Estimation of the Serial Interval and the Effective Reproductive Number of COVID-19 Outbreak Using Contact Data in Burkina Faso, a Sub-Saharan African Country.
Serge M A SomdaBoukary OuedraogoConstant B PareSéni KouandaPublished in: Computational and mathematical methods in medicine (2022)
The COVID-19 outbreak has spread all around the world in less than four months. However, the pattern of the epidemic was different according to the countries. We propose this paper to describe the transmission network and to estimate the serial interval and the reproductive number of the novel coronavirus disease (COVID-19) in Burkina Faso, a Sub-Saharan African country.
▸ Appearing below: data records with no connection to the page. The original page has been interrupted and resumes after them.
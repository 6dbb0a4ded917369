//! In-memory course store
//!
//! Mimics scan semantics of a paginated key-value table: the page limit is
//! applied before the state filter, so a page may come back empty while a
//! continuation key is still present.

use crate::courses::record::{RawCourseRecord, StoreValue, COURSE_ID_FIELD, STATE_FIELD};
use crate::courses::store::{CourseStore, PageKey, ScanPage, StoreError};
use async_trait::async_trait;
use std::collections::HashMap;

const DEFAULT_PAGE_SIZE: usize = 100;
const SCAN_OFFSET_ATTRIBUTE: &str = "__scan_offset";

/// Course store holding records in insertion order
#[derive(Debug, Clone)]
pub struct InMemoryCourseStore {
    table_name: String,
    records: Vec<RawCourseRecord>,
    page_size: usize,
}

impl InMemoryCourseStore {
    pub fn new(table_name: impl Into<String>) -> Self {
        Self {
            table_name: table_name.into(),
            records: Vec::new(),
            page_size: DEFAULT_PAGE_SIZE,
        }
    }

    /// Limit how many records one scan page examines (minimum 1)
    pub fn with_page_size(mut self, page_size: usize) -> Self {
        self.page_size = page_size.max(1);
        self
    }

    pub fn with_record(mut self, record: RawCourseRecord) -> Self {
        self.insert(record);
        self
    }

    /// Insert a record, replacing any record with the same identifier.
    /// Records without an identifier are always appended.
    pub fn insert(&mut self, record: RawCourseRecord) {
        let Some(id) = record.get(COURSE_ID_FIELD).cloned() else {
            self.records.push(record);
            return;
        };
        match self
            .records
            .iter_mut()
            .find(|existing| existing.get(COURSE_ID_FIELD) == Some(&id))
        {
            Some(existing) => *existing = record,
            None => self.records.push(record),
        }
    }

    pub fn len(&self) -> usize {
        self.records.len()
    }

    pub fn is_empty(&self) -> bool {
        self.records.is_empty()
    }

    /// Index stored in a continuation key, past the end when unreadable
    fn resume_offset(&self, key: &PageKey) -> usize {
        match key.get(SCAN_OFFSET_ATTRIBUTE) {
            Some(StoreValue::Number(offset)) => offset.parse().unwrap_or(self.records.len()),
            _ => self.records.len(),
        }
    }
}

#[async_trait]
impl CourseStore for InMemoryCourseStore {
    fn table_name(&self) -> &str {
        &self.table_name
    }

    async fn table_status(&self) -> Result<String, StoreError> {
        Ok("ACTIVE".to_string())
    }

    async fn scan_page(
        &self,
        state_filter: Option<&str>,
        start_key: Option<PageKey>,
    ) -> Result<ScanPage, StoreError> {
        let start = start_key
            .as_ref()
            .map(|key| self.resume_offset(key))
            .unwrap_or(0);
        let start = start.min(self.records.len());
        let end = (start + self.page_size).min(self.records.len());
        let examined = &self.records[start..end];

        let items = examined
            .iter()
            .filter(|record| match state_filter {
                Some(state) => record.get(STATE_FIELD) == Some(&StoreValue::string(state)),
                None => true,
            })
            .cloned()
            .collect();

        // Positional so records without an identifier still advance the scan
        let next_page = (end < self.records.len()).then(|| {
            HashMap::from([(
                SCAN_OFFSET_ATTRIBUTE.to_string(),
                StoreValue::number(end.to_string()),
            )])
        });

        Ok(ScanPage { items, next_page })
    }

    async fn get_course(&self, course_id: &str) -> Result<Option<RawCourseRecord>, StoreError> {
        let wanted = StoreValue::string(course_id);
        Ok(self
            .records
            .iter()
            .find(|record| record.get(COURSE_ID_FIELD) == Some(&wanted))
            .cloned())
    }
}

#[cfg(test)]
mod tests {
    use super::*;
    use crate::courses::record::raw_course;

    fn store() -> InMemoryCourseStore {
        InMemoryCourseStore::new("MyCourses")
            .with_page_size(2)
            .with_record(raw_course("C1", "Rust", "10", "Completed"))
            .with_record(raw_course("C2", "Go", "8", "In Progress"))
            .with_record(raw_course("C3", "SQL", "5", "Completed"))
    }

    #[tokio::test]
    async fn test_scan_pages_until_exhausted() {
        let store = store();

        let first = store.scan_page(None, None).await.unwrap();
        assert_eq!(first.items.len(), 2);
        assert!(first.next_page.is_some());

        let second = store.scan_page(None, first.next_page).await.unwrap();
        assert_eq!(second.items.len(), 1);
        assert!(second.next_page.is_none());
    }

    #[tokio::test]
    async fn test_filter_applies_after_page_limit() {
        let store = store();

        let first = store.scan_page(Some("In Progress"), None).await.unwrap();
        assert_eq!(first.items.len(), 1);
        assert!(first.next_page.is_some());

        let second = store
            .scan_page(Some("In Progress"), first.next_page)
            .await
            .unwrap();
        assert!(second.items.is_empty());
        assert!(second.next_page.is_none());
    }

    #[tokio::test]
    async fn test_insert_replaces_same_identifier() {
        let mut store = store();
        store.insert(raw_course("C2", "Go Advanced", "12", "Completed"));

        assert_eq!(store.len(), 3);
        let record = store.get_course("C2").await.unwrap().unwrap();
        assert_eq!(
            record.get("Course Name"),
            Some(&StoreValue::string("Go Advanced"))
        );
    }

    #[tokio::test]
    async fn test_page_ending_on_record_without_id_continues() {
        let orphan = RawCourseRecord::from([(
            "Course Name".to_string(),
            StoreValue::string("Orphan"),
        )]);
        let store = InMemoryCourseStore::new("MyCourses")
            .with_page_size(1)
            .with_record(orphan.clone())
            .with_record(orphan)
            .with_record(raw_course("C2", "Go", "8", "In Progress"));

        let mut seen = 0;
        let mut key = None;
        loop {
            let page = store.scan_page(None, key).await.unwrap();
            seen += page.items.len();
            match page.next_page {
                Some(next) => key = Some(next),
                None => break,
            }
        }

        assert_eq!(store.len(), 3);
        assert_eq!(seen, 3);
    }

    #[tokio::test]
    async fn test_get_missing_course() {
        assert!(store().get_course("C99").await.unwrap().is_none());
    }
}
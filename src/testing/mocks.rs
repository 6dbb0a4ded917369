//! Mock implementations for testing
//!
//! Provides a scripted AgentRuntime and misbehaving CourseStore
//! implementations so both handlers can be exercised without cloud services.

use crate::agent_runtime::{
    AgentEvent, AgentEventStream, AgentRuntime, AgentServiceError, InvokeAgentRequest, StreamError,
};
use crate::courses::{CourseStore, PageKey, RawCourseRecord, ScanPage, StoreError};
use async_trait::async_trait;
use futures::stream::{self, StreamExt};
use std::sync::Arc;
use tokio::sync::Mutex;

/// Scripted agent runtime that records every invocation
#[derive(Debug, Clone, Default)]
pub struct MockAgentRuntime {
    pub invocations: Arc<Mutex<Vec<InvokeAgentRequest>>>,
    items: Vec<Result<AgentEvent, StreamError>>,
    error: Option<AgentServiceError>,
    should_panic: bool,
}

impl MockAgentRuntime {
    /// Runtime whose replies are empty streams
    pub fn new() -> Self {
        Self::default()
    }

    /// Reply with these events, then end the stream normally
    pub fn with_events(mut self, events: Vec<AgentEvent>) -> Self {
        self.items = events.into_iter().map(Ok).collect();
        self
    }

    /// Reply with a stream that may contain faults
    pub fn with_stream_items(mut self, items: Vec<Result<AgentEvent, StreamError>>) -> Self {
        self.items = items;
        self
    }

    /// Reply text as one chunk per piece
    pub fn with_text_chunks(self, chunks: &[&str]) -> Self {
        self.with_events(
            chunks
                .iter()
                .map(|chunk| AgentEvent::Chunk(chunk.as_bytes().to_vec()))
                .collect(),
        )
    }

    /// Fail every invocation before any stream is returned
    pub fn with_error(mut self, error: AgentServiceError) -> Self {
        self.error = Some(error);
        self
    }

    /// Panic inside every invocation
    pub fn panicking() -> Self {
        Self {
            should_panic: true,
            ..Default::default()
        }
    }

    pub async fn invocations(&self) -> Vec<InvokeAgentRequest> {
        self.invocations.lock().await.clone()
    }

    pub async fn clear_history(&self) {
        self.invocations.lock().await.clear();
    }
}

#[async_trait]
impl AgentRuntime for MockAgentRuntime {
    fn name(&self) -> &str {
        "mock"
    }

    async fn invoke_agent(
        &self,
        request: InvokeAgentRequest,
    ) -> Result<AgentEventStream, AgentServiceError> {
        self.invocations.lock().await.push(request);

        if self.should_panic {
            panic!("mock agent runtime panicked");
        }
        if let Some(error) = &self.error {
            return Err(error.clone());
        }

        Ok(stream::iter(self.items.clone()).boxed())
    }
}

/// Course store whose operations fail with a fixed error
#[derive(Debug, Clone)]
pub struct FailingCourseStore {
    table_name: String,
    probe_error: Option<StoreError>,
    query_error: StoreError,
}

impl FailingCourseStore {
    /// Every operation fails, including the table status probe
    pub fn new(error: StoreError) -> Self {
        Self {
            table_name: "MyCourses".to_string(),
            probe_error: Some(error.clone()),
            query_error: error,
        }
    }

    /// The probe succeeds; scans and lookups fail
    pub fn queries_only(error: StoreError) -> Self {
        Self {
            table_name: "MyCourses".to_string(),
            probe_error: None,
            query_error: error,
        }
    }
}

#[async_trait]
impl CourseStore for FailingCourseStore {
    fn table_name(&self) -> &str {
        &self.table_name
    }

    async fn table_status(&self) -> Result<String, StoreError> {
        match &self.probe_error {
            Some(error) => Err(error.clone()),
            None => Ok("ACTIVE".to_string()),
        }
    }

    async fn scan_page(
        &self,
        _state_filter: Option<&str>,
        _start_key: Option<PageKey>,
    ) -> Result<ScanPage, StoreError> {
        Err(self.query_error.clone())
    }

    async fn get_course(&self, _course_id: &str) -> Result<Option<RawCourseRecord>, StoreError> {
        Err(self.query_error.clone())
    }
}

/// Course store that panics on every read
#[derive(Debug, Clone, Default)]
pub struct PanickingCourseStore;

#[async_trait]
impl CourseStore for PanickingCourseStore {
    fn table_name(&self) -> &str {
        "MyCourses"
    }

    async fn table_status(&self) -> Result<String, StoreError> {
        panic!("course store panicked")
    }

    async fn scan_page(
        &self,
        _state_filter: Option<&str>,
        _start_key: Option<PageKey>,
    ) -> Result<ScanPage, StoreError> {
        panic!("course store panicked")
    }

    async fn get_course(&self, _course_id: &str) -> Result<Option<RawCourseRecord>, StoreError> {
        panic!("course store panicked")
    }
}
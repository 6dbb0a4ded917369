//! Testing utilities and mock implementations
//!
//! Mock agent runtimes and course stores for exercising both handlers
//! without Bedrock or DynamoDB.

pub mod mocks;

pub use mocks::*;
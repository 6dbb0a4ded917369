//! Bedrock agent runtime implementation
//!
//! Wraps `aws-sdk-bedrockagentruntime`. The client is built once per worker
//! with adaptive retries (3 attempts); the SDK owns all retrying.

use crate::agent_runtime::runtime::{
    AgentEvent, AgentEventStream, AgentRuntime, AgentServiceError, InvokeAgentRequest,
    ServiceErrorCode, StreamError,
};
use async_trait::async_trait;
use aws_config::SdkConfig;
use aws_sdk_bedrockagentruntime::config::retry::RetryConfig;
use aws_sdk_bedrockagentruntime::error::{DisplayErrorContext, ProvideErrorMetadata, SdkError};
use aws_sdk_bedrockagentruntime::operation::invoke_agent::InvokeAgentError;
use aws_sdk_bedrockagentruntime::types::ResponseStream;
use aws_sdk_bedrockagentruntime::Client;
use futures::stream::{self, StreamExt};
use std::fmt::Debug;
use tracing::debug;

/// Maximum attempts per invocation, including the first
pub const AGENT_MAX_ATTEMPTS: u32 = 3;

/// Agent runtime backed by Amazon Bedrock Agents
#[derive(Debug, Clone)]
pub struct BedrockAgentRuntime {
    client: Client,
}

impl BedrockAgentRuntime {
    /// Wrap an already configured client
    pub fn new(client: Client) -> Self {
        Self { client }
    }

    /// Build the client from shared SDK configuration, adding adaptive retries
    pub fn from_sdk_config(sdk_config: &SdkConfig) -> Self {
        let config = aws_sdk_bedrockagentruntime::config::Builder::from(sdk_config)
            .retry_config(RetryConfig::adaptive().with_max_attempts(AGENT_MAX_ATTEMPTS))
            .build();
        Self::new(Client::from_conf(config))
    }
}

#[async_trait]
impl AgentRuntime for BedrockAgentRuntime {
    fn name(&self) -> &str {
        "bedrock"
    }

    async fn invoke_agent(
        &self,
        request: InvokeAgentRequest,
    ) -> Result<AgentEventStream, AgentServiceError> {
        debug!(
            "Invoking agent {} (alias {}) for session {}",
            request.agent_id, request.agent_alias_id, request.session_id
        );

        let output = self
            .client
            .invoke_agent()
            .agent_id(request.agent_id)
            .agent_alias_id(request.agent_alias_id)
            .session_id(request.session_id)
            .input_text(request.input_text)
            .enable_trace(request.enable_trace)
            .end_session(request.end_session)
            .send()
            .await
            .map_err(classify_invoke_error)?;

        // The receiver is dropped after the first fault so no events follow it.
        let events = stream::unfold(Some(output.completion), |receiver| async move {
            let mut receiver = receiver?;
            match receiver.recv().await {
                Ok(Some(event)) => Some((Ok(convert_event(event)), Some(receiver))),
                Ok(None) => None,
                Err(err) => Some((
                    Err(StreamError::new(DisplayErrorContext(&err).to_string())),
                    None,
                )),
            }
        });

        Ok(events.boxed())
    }
}

fn convert_event(event: ResponseStream) -> AgentEvent {
    match event {
        ResponseStream::Chunk(part) => AgentEvent::Chunk(
            part.bytes()
                .map(|blob| blob.as_ref().to_vec())
                .unwrap_or_default(),
        ),
        ResponseStream::Trace(trace) => AgentEvent::Trace(format!("{trace:?}")),
        ResponseStream::ReturnControl(payload) => AgentEvent::ReturnControl(format!("{payload:?}")),
        other => AgentEvent::Unknown(format!("{other:?}")),
    }
}

fn classify_invoke_error<R>(err: SdkError<InvokeAgentError, R>) -> AgentServiceError
where
    R: Debug + 'static,
{
    match &err {
        SdkError::ServiceError(service_err) => {
            let inner = service_err.err();
            AgentServiceError::Service {
                code: ServiceErrorCode::from_code(inner.code().unwrap_or("Unknown")),
                message: inner.message().unwrap_or_default().to_string(),
            }
        }
        _ => AgentServiceError::Transport(DisplayErrorContext(&err).to_string()),
    }
}
//! Upskill Coach - Rust Implementation
//!
//! Integration glue between an HTTP chat front end for an "AI Upskill Coach"
//! and managed cloud services: a hosted conversational agent runtime and a
//! key-value course table.
//!
//! # Overview
//!
//! Two independent, stateless handlers:
//! - [`chat::AgentRouter`] validates a chat prompt, keeps it on topic, picks
//!   one of two agent identities and aggregates the agent's streamed reply.
//! - [`courses::CourseQueryService`] answers the agent's course look-ups
//!   (six read operations) in the action-group envelope format.
//!
//! Service clients are injected as `Arc<dyn AgentRuntime>` and
//! `Arc<dyn CourseStore>`, so both handlers run against mocks in tests.
//!
//! # Quick Start
//!
//! ```rust
//! use upskill_coach::routing::{PromptRouter, RoutingDecision};
//!
//! let router = PromptRouter::default();
//! assert_eq!(
//!     router.decide("Show my completed courses"),
//!     RoutingDecision::RouteToCourseAgent
//! );
//! assert!(matches!(
//!     router.decide("Any good pasta recipe?"),
//!     RoutingDecision::RejectOffTopic { .. }
//! ));
//! ```

pub mod agent_runtime;
pub mod chat;
pub mod config;
pub mod courses;
pub mod error;
pub mod observability;
pub mod routing;
pub mod server;
pub mod testing;

pub use chat::AgentRouter;
pub use config::CoachConfig;
pub use courses::CourseQueryService;
pub use error::{CoachError, CoachResult};
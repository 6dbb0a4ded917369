//! Chat request extraction and validation
//!
//! Accepts three event shapes: an API-gateway proxy event with a JSON string
//! `body`, a function-URL event (`requestContext.http`) with the same body,
//! and a direct event that carries `prompt` itself.

use serde_json::Value;
use thiserror::Error;
use uuid::Uuid;

/// Lower-cased substrings that mark a prompt as unsafe
pub const HARMFUL_PATTERNS: &[&str] = &["<script", "javascript:", "data:", "vbscript:"];

/// Client-facing validation failures. Display text is returned verbatim.
#[derive(Debug, Clone, PartialEq, Eq, Error)]
pub enum RequestError {
    #[error("Invalid request format")]
    InvalidFormat,
    #[error("Prompt is required")]
    MissingPrompt,
    #[error("Prompt must be a string")]
    PromptNotString,
    #[error("Prompt cannot be empty")]
    EmptyPrompt,
    #[error("Prompt too long (max {max} characters)")]
    PromptTooLong { max: usize },
    #[error("Invalid content detected in prompt")]
    UnsafeContent,
}

/// A validated chat request
#[derive(Debug, Clone, PartialEq, Eq)]
pub struct ChatRequest {
    /// Prompt with surrounding whitespace removed
    pub prompt: String,
    pub session_id: String,
    /// True when the caller sent no session id
    pub session_generated: bool,
}

impl ChatRequest {
    /// Extract and validate a request from a raw event
    pub fn from_event(event: &Value, max_prompt_length: usize) -> Result<Self, RequestError> {
        let body = extract_body(event)?;
        validate_request(&body, max_prompt_length)
    }
}

/// True for a CORS preflight in either event style
pub fn is_preflight(event: &Value) -> bool {
    let method = event.get("httpMethod").and_then(Value::as_str).or_else(|| {
        event
            .pointer("/requestContext/http/method")
            .and_then(Value::as_str)
    });
    method.is_some_and(|m| m.eq_ignore_ascii_case("OPTIONS"))
}

/// Locate the request body document inside an event
pub fn extract_body(event: &Value) -> Result<Value, RequestError> {
    let body = if let Some(raw) = event.get("body") {
        parse_body(raw)?
    } else if event.pointer("/requestContext/http").is_some() {
        return Err(RequestError::InvalidFormat);
    } else if event.get("prompt").is_some() {
        event.clone()
    } else {
        return Err(RequestError::InvalidFormat);
    };

    // An empty document counts as no body at all
    if body.as_object().is_some_and(|map| !map.is_empty()) {
        Ok(body)
    } else {
        Err(RequestError::InvalidFormat)
    }
}

fn parse_body(raw: &Value) -> Result<Value, RequestError> {
    match raw {
        Value::String(text) if !text.is_empty() => {
            serde_json::from_str(text).map_err(|e| {
                tracing::error!("JSON decode error: {}", e);
                RequestError::InvalidFormat
            })
        }
        Value::Object(_) => Ok(raw.clone()),
        _ => Err(RequestError::InvalidFormat),
    }
}

/// Validate a body document. Length is measured in characters after trimming.
pub fn validate_request(body: &Value, max_prompt_length: usize) -> Result<ChatRequest, RequestError> {
    let prompt = match body.get("prompt") {
        None | Some(Value::Null) => return Err(RequestError::MissingPrompt),
        Some(Value::String(prompt)) => prompt.trim(),
        Some(_) => return Err(RequestError::PromptNotString),
    };

    if prompt.is_empty() {
        return Err(RequestError::EmptyPrompt);
    }
    if prompt.chars().count() > max_prompt_length {
        return Err(RequestError::PromptTooLong {
            max: max_prompt_length,
        });
    }

    let prompt_lower = prompt.to_lowercase();
    if HARMFUL_PATTERNS.iter().any(|p| prompt_lower.contains(p)) {
        return Err(RequestError::UnsafeContent);
    }

    let supplied = body
        .get("sessionId")
        .and_then(Value::as_str)
        .filter(|id| !id.is_empty());

    Ok(ChatRequest {
        prompt: prompt.to_string(),
        session_id: supplied.map(str::to_string).unwrap_or_else(generate_session_id),
        session_generated: supplied.is_none(),
    })
}

/// Fresh correlation token for a caller that sent none
pub fn generate_session_id() -> String {
    format!("session_{}", Uuid::new_v4().simple())
}

#[cfg(test)]
mod tests {
    use super::*;
    use serde_json::json;

    #[test]
    fn test_preflight_detection() {
        assert!(is_preflight(&json!({"httpMethod": "OPTIONS"})));
        assert!(is_preflight(
            &json!({"requestContext": {"http": {"method": "OPTIONS"}}})
        ));
        assert!(!is_preflight(&json!({"httpMethod": "POST", "body": "{}"})));
        assert!(!is_preflight(&json!({"prompt": "hi"})));
    }

    #[test]
    fn test_gateway_body() {
        let event = json!({"httpMethod": "POST", "body": "{\"prompt\": \" learn rust \"}"});
        let request = ChatRequest::from_event(&event, 4000).unwrap();

        assert_eq!(request.prompt, "learn rust");
        assert!(request.session_generated);
        assert!(request.session_id.starts_with("session_"));
    }

    #[test]
    fn test_function_url_without_body_is_invalid() {
        let event = json!({"requestContext": {"http": {"method": "POST"}}});
        assert_eq!(
            ChatRequest::from_event(&event, 4000),
            Err(RequestError::InvalidFormat)
        );
    }

    #[test]
    fn test_direct_invocation() {
        let event = json!({"prompt": "what is devops", "sessionId": "abc"});
        let request = ChatRequest::from_event(&event, 4000).unwrap();

        assert_eq!(request.session_id, "abc");
        assert!(!request.session_generated);
    }

    #[test]
    fn test_unparseable_or_empty_body() {
        for event in [
            json!({"body": "{not json"}),
            json!({"body": ""}),
            json!({"body": null}),
            json!({"body": "{}"}),
            json!({"body": "[1, 2]"}),
            json!({"unrelated": true}),
        ] {
            assert_eq!(
                ChatRequest::from_event(&event, 4000),
                Err(RequestError::InvalidFormat),
                "event: {event}"
            );
        }
    }

    #[test]
    fn test_validation_messages() {
        let cases = [
            (json!({"sessionId": "s"}), "Prompt is required"),
            (json!({"prompt": 42}), "Prompt must be a string"),
            (json!({"prompt": "   "}), "Prompt cannot be empty"),
            (json!({"prompt": "abcdef"}), "Prompt too long (max 5 characters)"),
            (
                json!({"prompt": "<SCRIPT>x"}),
                "Invalid content detected in prompt",
            ),
        ];

        for (body, expected) in cases {
            let err = validate_request(&body, 5).unwrap_err();
            assert_eq!(err.to_string(), expected);
        }
    }

    #[test]
    fn test_length_counts_characters_not_bytes() {
        let body = json!({"prompt": "ééééé"});
        assert!(validate_request(&body, 5).is_ok());
    }

    #[test]
    fn test_generated_session_ids_are_unique() {
        assert_ne!(generate_session_id(), generate_session_id());
    }
}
Data from the COVID-19 response team was analyzed. Information on the 804 first detected cases were pulled together. From contact tracing information, 126 infector-infectee pairs were built. The principal infection clusters with their index cases were observed, principally the two major identified indexes in Burkina. However, the generations of infections were usually short (less than four). The serial interval was estimated to follow a gamma distribution with a shape parameter 1.04 (95% credibility interval: 0.69-1.57) and a scale parameter of 5.69 (95% credibility interval: 3.76-9.11). The basic reproductive number was estimated at 2.36 (95% confidence interval: 1.46-3.26). However, the effective reproductive number decreases very quickly, reaching a minimum value of 0.20 (95% confidence interval: 0.06-0.34). Estimated parameters are made available to monitor the outbreak in Sub-Saharan African countries. These show serial intervals like in the other continents but less infectiousness.